Kléber Albuquerque canta o amor do seu jeito
Compositor lança quinto CD com sua visão para a música romântica

Os modernos também sabem ser românticos. Isso fica provado no quinto CD do ótimo compositor Kléber Albuquerque. Em Só o amor constrói, lançado pelo selo Sete Sóis com distribuição da Tratore, o artista junta canções que falam sobre amor, desilusão, solidão, separações e incertezas. Cardápio habitual para qualquer ídolo de churrascaria.

A referência de Kléber vem das estações de rádio AM que ouvia em sua infância em Santo André, cidade do ABC paulista. Para reconstruir e recriar ao seu estilo essas lembranças, Kléber está ao lado da Miniorquestra de Polkapunk, banda que criou para acompanhar seus shows. A formação junta André Bedurê (baixo), Estevan Sinkovitz (guitarras), Gustavo Souza (bateria) e Paulo Souza (serrote, isso mesmo). Essa base vem testando no palco, há dois anos, o repertório gravado no disco.
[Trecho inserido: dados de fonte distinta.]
//! Named, ordered access to the fields of a [BufferNode].
//!
//! Tooling which needs to walk every field of a buffer (serialization, pretty-printing, attribute
//! lookup by name) goes through [BufferNode::visit_attrs], so the field names and their order are
//! defined once, by [BufferNode::FIELD_NAMES].

use serde::ser::{Serialize, SerializeStruct, Serializer};
use std::fmt;

use crate::buffer::{Buffer, BufferNode};
use crate::dtype::DataType;
use crate::expr::Expr;
use crate::utils::join_into_string;
use crate::var::Var;

/// A borrowed view of a single field.
#[derive(Debug, Clone, Copy, PartialEq, Eq, serde::Serialize)]
#[serde(untagged)]
pub enum AttrValue<'a> {
    Var(&'a Var),
    DataType(DataType),
    Expr(&'a Expr),
    Exprs(&'a [Expr]),
    Str(&'a str),
    UInt(u32),
}

pub trait AttrVisitor<'a> {
    fn visit(&mut self, name: &'static str, value: AttrValue<'a>);
}

impl<'a, F> AttrVisitor<'a> for F
where
    F: FnMut(&'static str, AttrValue<'a>),
{
    fn visit(&mut self, name: &'static str, value: AttrValue<'a>) {
        self(name, value)
    }
}

impl BufferNode {
    pub const FIELD_NAMES: [&'static str; 8] = [
        "data",
        "dtype",
        "shape",
        "strides",
        "elem_offset",
        "name",
        "scope",
        "offset_alignment",
    ];

    /// Calls `visitor` once per field, in the order of [BufferNode::FIELD_NAMES].
    pub fn visit_attrs<'a>(&'a self, visitor: &mut impl AttrVisitor<'a>) {
        let [data, dtype, shape, strides, elem_offset, name, scope, offset_alignment] =
            Self::FIELD_NAMES;
        visitor.visit(data, AttrValue::Var(&self.data));
        visitor.visit(dtype, AttrValue::DataType(self.dtype));
        visitor.visit(shape, AttrValue::Exprs(&self.shape));
        visitor.visit(strides, AttrValue::Exprs(&self.strides));
        visitor.visit(elem_offset, AttrValue::Expr(&self.elem_offset));
        visitor.visit(name, AttrValue::Str(&self.name));
        visitor.visit(scope, AttrValue::Str(&self.scope));
        visitor.visit(offset_alignment, AttrValue::UInt(self.offset_alignment));
    }

    pub fn attrs<'a>(&'a self) -> Vec<(&'static str, AttrValue<'a>)> {
        let mut result = Vec::with_capacity(Self::FIELD_NAMES.len());
        self.visit_attrs(&mut |name: &'static str, value: AttrValue<'a>| {
            result.push((name, value))
        });
        result
    }

    pub fn get_attr<'a>(&'a self, name: &str) -> Option<AttrValue<'a>> {
        let mut found = None;
        self.visit_attrs(&mut |field: &'static str, value: AttrValue<'a>| {
            if field == name {
                found = Some(value);
            }
        });
        found
    }
}

impl fmt::Display for AttrValue<'_> {
    fn fmt(&self, f: &mut fmt::Formatter<'_>) -> fmt::Result {
        match self {
            AttrValue::Var(v) => write!(f, "{v}"),
            AttrValue::DataType(dtype) => write!(f, "{dtype}"),
            AttrValue::Expr(e) => write!(f, "{e}"),
            AttrValue::Exprs(es) => write!(f, "[{}]", join_into_string(*es, ", ")),
            AttrValue::Str(s) => write!(f, "{s:?}"),
            AttrValue::UInt(u) => write!(f, "{u}"),
        }
    }
}

struct FieldSerializer<S: SerializeStruct> {
    state: S,
    result: Result<(), S::Error>,
}

impl<'a, S: SerializeStruct> AttrVisitor<'a> for FieldSerializer<S> {
    fn visit(&mut self, name: &'static str, value: AttrValue<'a>) {
        if self.result.is_ok() {
            self.result = self.state.serialize_field(name, &value);
        }
    }
}

impl Serialize for BufferNode {
    fn serialize<S: Serializer>(&self, serializer: S) -> Result<S::Ok, S::Error> {
        let state = serializer.serialize_struct("Buffer", Self::FIELD_NAMES.len())?;
        let mut fields = FieldSerializer {
            state,
            result: Ok(()),
        };
        self.visit_attrs(&mut fields);
        fields.result?;
        fields.state.end()
    }
}

impl Serialize for Buffer {
    fn serialize<S: Serializer>(&self, serializer: S) -> Result<S::Ok, S::Error> {
        BufferNode::serialize(self, serializer)
    }
}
Kléber Albuquerque é compositor criativo, no sentido mais amplo. Até mesmo quando recria uma música já tão conhecida e cantada por aí como Esquadros. Reconstruído livremente, o blue hit de Adriana Calcanhoto ganha ensolarada versão ska. Conhecida no minimalismo de voz e violão, a música ganha cores festivas. Se não traz a assinatura de Kléber na composição, a concepção é totalmente nova e dele. Assinatura artística em primeiro plano.

As demais músicas são todas composições próprias. A faixa-título abre o disco com a irresistível letra que deixa passar as intenções não convencionais das canções românticas de Kléber. "Só o amor constrói, mas depois manda a fatura / Com juro das juras que fizeste por mim", dispara com o habitual humor. Achados criativos como esse sobram na obra de Kléber Albuquerque.

A solidão passa por Tevê, parceria com Zeca Baleiro, e em Dia de estrelas, com Élio Camalle. O dia-a-dia-cotidiano está em Seis horas, dobradinha com Adolar Marim que tem uma bateria de lata simulando o bate-estaca de uma linha de montagem: "Pra viver de faz-de-conta / Trabalhar pra pagar conta". Com Fred Martins compôs O outro eu, que canta em dupla com o parceiro. Tudo para no final terminar com a bossa Ponto final: "O amor não merece / Ficar de mal / Voltar mais uma vez / Ao era uma vez".

Só o amor constrói. E só os artistas criam e recriam, abusam da ousadia e extrapolam limites. Assim é Kléber Albuquerque e sua música, tão própria, tão cheia de digitais. Ao mesmo tempo coletiva, cresce na troca com a banda e parceiros. O disco brinca com clichês para ser vanguarda não acomodada. Os modernos também sabem ser românticos. Só que de uma maneira diferente.